How many lines in the listing below include the word "static"? Reply with the count alone.

══════════════════════════════

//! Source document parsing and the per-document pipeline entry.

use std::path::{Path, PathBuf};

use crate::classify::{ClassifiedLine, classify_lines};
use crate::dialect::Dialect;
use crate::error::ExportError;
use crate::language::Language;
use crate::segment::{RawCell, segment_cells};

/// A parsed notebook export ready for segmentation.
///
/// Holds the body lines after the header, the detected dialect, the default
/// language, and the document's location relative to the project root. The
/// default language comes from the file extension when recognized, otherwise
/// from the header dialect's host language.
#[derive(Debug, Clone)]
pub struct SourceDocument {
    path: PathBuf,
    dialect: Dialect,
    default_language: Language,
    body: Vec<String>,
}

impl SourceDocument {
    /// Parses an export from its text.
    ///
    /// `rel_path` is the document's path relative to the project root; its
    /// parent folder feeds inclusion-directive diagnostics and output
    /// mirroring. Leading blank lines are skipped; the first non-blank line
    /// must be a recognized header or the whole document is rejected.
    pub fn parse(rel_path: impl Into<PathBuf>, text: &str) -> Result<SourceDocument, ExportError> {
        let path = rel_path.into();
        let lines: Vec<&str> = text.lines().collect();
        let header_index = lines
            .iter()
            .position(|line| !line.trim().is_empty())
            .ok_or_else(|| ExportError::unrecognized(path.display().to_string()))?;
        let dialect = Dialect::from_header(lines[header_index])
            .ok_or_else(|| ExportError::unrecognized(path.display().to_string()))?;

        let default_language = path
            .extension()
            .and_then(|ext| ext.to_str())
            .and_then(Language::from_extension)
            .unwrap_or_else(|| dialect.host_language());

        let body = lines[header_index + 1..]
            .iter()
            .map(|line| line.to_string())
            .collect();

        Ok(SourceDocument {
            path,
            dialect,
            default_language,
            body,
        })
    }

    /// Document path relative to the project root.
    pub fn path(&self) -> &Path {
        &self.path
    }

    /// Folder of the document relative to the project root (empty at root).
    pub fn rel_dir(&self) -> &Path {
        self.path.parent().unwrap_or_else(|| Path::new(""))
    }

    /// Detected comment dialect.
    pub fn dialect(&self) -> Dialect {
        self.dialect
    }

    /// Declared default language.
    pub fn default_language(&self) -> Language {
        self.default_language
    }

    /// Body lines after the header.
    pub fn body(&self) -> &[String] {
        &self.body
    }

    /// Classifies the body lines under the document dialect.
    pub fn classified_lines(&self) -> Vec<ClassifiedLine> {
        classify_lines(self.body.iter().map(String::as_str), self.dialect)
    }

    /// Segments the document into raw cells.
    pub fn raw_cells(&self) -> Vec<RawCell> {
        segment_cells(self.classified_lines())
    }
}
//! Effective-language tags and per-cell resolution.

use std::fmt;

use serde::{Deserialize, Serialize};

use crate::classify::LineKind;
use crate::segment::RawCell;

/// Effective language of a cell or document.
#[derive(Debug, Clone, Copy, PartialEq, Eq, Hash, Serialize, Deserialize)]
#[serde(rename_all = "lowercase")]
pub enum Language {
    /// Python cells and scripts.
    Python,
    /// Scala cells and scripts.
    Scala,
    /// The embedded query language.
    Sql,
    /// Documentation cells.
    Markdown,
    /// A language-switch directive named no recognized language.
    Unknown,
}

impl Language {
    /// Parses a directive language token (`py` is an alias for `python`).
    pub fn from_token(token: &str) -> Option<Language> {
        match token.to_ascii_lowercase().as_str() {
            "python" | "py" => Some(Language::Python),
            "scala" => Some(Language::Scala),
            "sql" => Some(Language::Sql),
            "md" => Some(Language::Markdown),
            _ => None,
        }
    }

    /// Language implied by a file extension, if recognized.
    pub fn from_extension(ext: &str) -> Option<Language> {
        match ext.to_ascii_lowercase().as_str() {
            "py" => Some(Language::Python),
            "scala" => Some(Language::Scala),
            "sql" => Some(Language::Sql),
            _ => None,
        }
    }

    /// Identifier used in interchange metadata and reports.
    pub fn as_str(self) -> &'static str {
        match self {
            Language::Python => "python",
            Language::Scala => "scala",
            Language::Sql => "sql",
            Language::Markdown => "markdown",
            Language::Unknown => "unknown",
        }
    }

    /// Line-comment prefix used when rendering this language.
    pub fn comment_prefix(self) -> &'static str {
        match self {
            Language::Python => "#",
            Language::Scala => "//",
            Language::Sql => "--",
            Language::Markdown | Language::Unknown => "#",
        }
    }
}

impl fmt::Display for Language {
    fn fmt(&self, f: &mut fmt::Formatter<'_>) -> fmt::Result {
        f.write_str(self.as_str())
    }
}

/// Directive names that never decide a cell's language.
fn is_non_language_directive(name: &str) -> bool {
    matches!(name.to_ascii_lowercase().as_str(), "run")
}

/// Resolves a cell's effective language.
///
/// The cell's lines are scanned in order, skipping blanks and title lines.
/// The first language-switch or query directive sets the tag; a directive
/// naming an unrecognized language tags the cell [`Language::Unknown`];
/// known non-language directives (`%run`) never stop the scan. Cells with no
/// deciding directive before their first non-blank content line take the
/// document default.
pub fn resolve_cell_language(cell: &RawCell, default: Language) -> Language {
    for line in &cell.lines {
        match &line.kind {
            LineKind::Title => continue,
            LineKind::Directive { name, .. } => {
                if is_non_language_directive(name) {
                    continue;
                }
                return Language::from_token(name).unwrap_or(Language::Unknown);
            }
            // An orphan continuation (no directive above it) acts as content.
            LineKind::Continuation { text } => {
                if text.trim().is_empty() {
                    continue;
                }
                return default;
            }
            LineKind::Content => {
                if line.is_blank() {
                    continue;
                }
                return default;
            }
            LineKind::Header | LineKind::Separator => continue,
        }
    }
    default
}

══════════════════════════════

◆ REPLY:
2